▸ Dataset
//! Page-level state and the wasm_bindgen entry points
//!
//! JS owns the DOM and the upload form; everything else lives in `APP`.
//! No borrow of `APP` is held across an await.

use super::animation::AnimationFrameScheduler;
use super::http;
use super::video::VideoElementSource;
use crate::analysis::AnalysisSession;
use crate::config::OverlayConfig;
use crate::error::OverlayError;
use crate::playback::{OverlayController, OverlayHost};
use crate::renderer::{Canvas2dSurface, DrawSurface};
use std::cell::RefCell;
use std::rc::Rc;
use wasm_bindgen::prelude::*;
use wasm_bindgen::JsCast;
use web_sys::{File, HtmlCanvasElement, HtmlVideoElement};

#[derive(Default)]
struct App {
    config: OverlayConfig,
    analysis: AnalysisSession,
    overlay: Option<OverlayController>,
}

thread_local! {
    static APP: RefCell<App> = RefCell::new(App::default());
}

fn find_element<T: JsCast>(id: &str) -> Result<T, OverlayError> {
    let window = web_sys::window().ok_or(OverlayError::NoWindow)?;
    let document = window.document().ok_or(OverlayError::NoDocument)?;
    document
        .get_element_by_id(id)
        .ok_or_else(|| OverlayError::ElementNotFound(id.to_string()))?
        .dyn_into::<T>()
        .map_err(|_| OverlayError::WrongElementType(id.to_string()))
}

/// Replace the current overlay with one drawing on `surface`, re-loading the
/// last analysis result so a re-attach keeps working
fn install(video: HtmlVideoElement, surface: Rc<RefCell<dyn DrawSurface>>) -> Result<(), OverlayError> {
    let window = web_sys::window().ok_or(OverlayError::NoWindow)?;
    let host = OverlayHost {
        media: Rc::new(VideoElementSource::new(video)),
        surface,
        scheduler: Rc::new(AnimationFrameScheduler::new(window)),
    };

    APP.with(|app| {
        let mut app = app.borrow_mut();
        drop(app.overlay.take());

        let mut controller = OverlayController::new(host, app.config.style.clone());
        controller.load(app.analysis.landmarks().cloned());
        app.overlay = Some(controller);
    });
    Ok(())
}

/// Apply JSON options (endpoint, skeleton style). Takes effect on the next attach.
#[wasm_bindgen]
pub fn configure(options: &str) -> Result<(), JsValue> {
    let config = OverlayConfig::from_json(options)?;
    log::info!("Configured: endpoint {}", config.endpoint);
    APP.with(|app| app.borrow_mut().config = config);
    Ok(())
}

/// Draw the overlay on a canvas with the 2D context
#[wasm_bindgen]
pub fn attach_overlay(video_id: &str, canvas_id: &str) -> Result<(), JsValue> {
    let video: HtmlVideoElement = find_element(video_id)?;
    let canvas: HtmlCanvasElement = find_element(canvas_id)?;
    let surface = Canvas2dSurface::new(canvas)?;
    install(video, Rc::new(RefCell::new(surface)))?;
    log::info!("Overlay attached to #{} (canvas 2d)", video_id);
    Ok(())
}

/// Draw the overlay on a canvas with WebGPU
#[cfg(target_arch = "wasm32")]
#[wasm_bindgen]
pub async fn attach_gpu_overlay(video_id: String, canvas_id: String) -> Result<(), JsValue> {
    let video: HtmlVideoElement = find_element(&video_id)?;
    let canvas: HtmlCanvasElement = find_element(&canvas_id)?;
    let surface = crate::renderer::GpuSurface::new(canvas).await?;
    install(video, Rc::new(RefCell::new(surface)))?;
    log::info!("Overlay attached to #{} (webgpu)", video_id);
    Ok(())
}

/// Stop drawing and release the video/canvas. Analysis results are kept.
#[wasm_bindgen]
pub fn detach_overlay() {
    let detached = APP.with(|app| app.borrow_mut().overlay.take());
    if detached.is_some() {
        log::info!("Overlay detached");
    }
}

/// Upload the selected video for analysis and load the result into the overlay
#[wasm_bindgen]
pub async fn analyze_video(file: Option<File>) {
    let begun = APP.with(|app| {
        let mut app = app.borrow_mut();
        let ticket = app.analysis.begin(file.is_some())?;
        if let Some(overlay) = app.overlay.as_mut() {
            overlay.unload();
        }
        Ok::<_, crate::error::AnalysisError>((ticket, app.config.endpoint.clone()))
    });

    let ((ticket, endpoint), file) = match (begun, file) {
        (Ok(begun), Some(file)) => (begun, file),
        _ => {
            log::warn!("Analysis requested without a video file");
            return;
        }
    };

    log::info!("Uploading '{}' ({} bytes) to {}", file.name(), file.size(), endpoint);
    let outcome = http::post_video(&endpoint, &file).await;

    APP.with(|app| {
        let mut app = app.borrow_mut();
        let app = &mut *app;
        if let Some(sequence) = app.analysis.complete(ticket, outcome) {
            if let Some(overlay) = app.overlay.as_mut() {
                overlay.load(Some(sequence));
            }
        }
    });
}

/// Clear results and stop the overlay; a pending analysis is ignored
#[wasm_bindgen]
pub fn reset_session() {
    APP.with(|app| {
        let mut app = app.borrow_mut();
        app.analysis.reset();
        if let Some(overlay) = app.overlay.as_mut() {
            overlay.unload();
        }
    });
}

#[wasm_bindgen]
pub fn get_status_message() -> String {
    APP.with(|app| app.borrow().analysis.status().message())
}

/// Feedback list as HTML; empty when there is no feedback
#[wasm_bindgen]
pub fn get_feedback_html() -> String {
    APP.with(|app| app.borrow().analysis.feedback_html())
}

#[wasm_bindgen]
pub fn is_analyzing() -> bool {
    APP.with(|app| app.borrow().analysis.is_analyzing())
}

/// Frames in the current landmark sequence, 0 when none is loaded
#[wasm_bindgen]
pub fn get_frame_count() -> usize {
    APP.with(|app| app.borrow().analysis.landmarks().map_or(0, |l| l.len()))
}

/// Index of the frame currently drawn, -1 when nothing is drawn
#[wasm_bindgen]
pub fn get_rendered_frame() -> i32 {
    APP.with(|app| {
        app.borrow()
            .overlay
            .as_ref()
            .and_then(|o| o.rendered_index())
            .map_or(-1, |i| i as i32)
    })
}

▸ Exercise aim
Read the entries and pick out all lines that include the word "http".

▸ Output below
use super::http;
    let outcome = http::post_video(&endpoint, &file).await;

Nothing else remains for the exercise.